Saturday, January 16, 2010

Rabbit Recipes: Mustard Rabbit

Please enjoy the seventh entry in our collection of some of our favorite recipes for a great rabbit dinner!

First, a bit about our pastured rabbit:

Although somewhat an uncommon meat in the United States, rabbit is a popular meat in much of the rest of the world, especially in Europe.

Rabbit is a very healthy meat. It is lower in fat than turkey, chicken, beef or pork, and has a higher percentage of protein than any of them, too. It is very easy to digest and is often used for people on special diets. Weathertop rabbit is also unique in that our rabbits eat fresh grass every day, resulting in high levels of omega-3 fatty acids in their meat.

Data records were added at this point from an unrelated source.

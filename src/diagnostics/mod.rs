//! Per-file diagnostics collected from the monitor stream.

pub mod aggregator;
pub mod issue;

pub use aggregator::DiagnosticsAggregator;
pub use issue::{
    DiagnosticsSummary, FileDiagnostics, Issue, IssueSpan, NavigationItem, Severity,
};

A word about cooking your rabbit: As with all pasture-raised meats, you will need to cook rabbit a little "lower and slower" (lower heat and longer time) to prevent it from drying out. Also, because rabbit is so low in fat, it is advisable to cook it in a method using moisture, such as in a sauce, or well-covered.

Enjoy!


MUSTARD RABBIT

1 rabbit cut in pieces
1/2 cup Dijon mustard
Salt & pepper
3 Tbsp peanut (or other) oil
1 Tbsp butter
1/2 cup diced bacon
1/4 cup Cognac
2 Tbsp flour
2-3 cups dry white wine
1 cup stock

In 1 Tbsp oil brow bacon and set aside. Dredge rabbit pieces in mustard, salt & pepper. Add remaining oil and butter to pan with rabbit. Brown until golden, 10 minutes on each side. Pour Cognac over meat and flame. Transfer to platter. Sprinkle flour into pan drippings and stir until lightly browned. Pour in wine and stock, and add rabbit pieces. Cover and simmer until rabbit is tender, and sauce begins to thicken, about an hour. Stir in bacon and serve.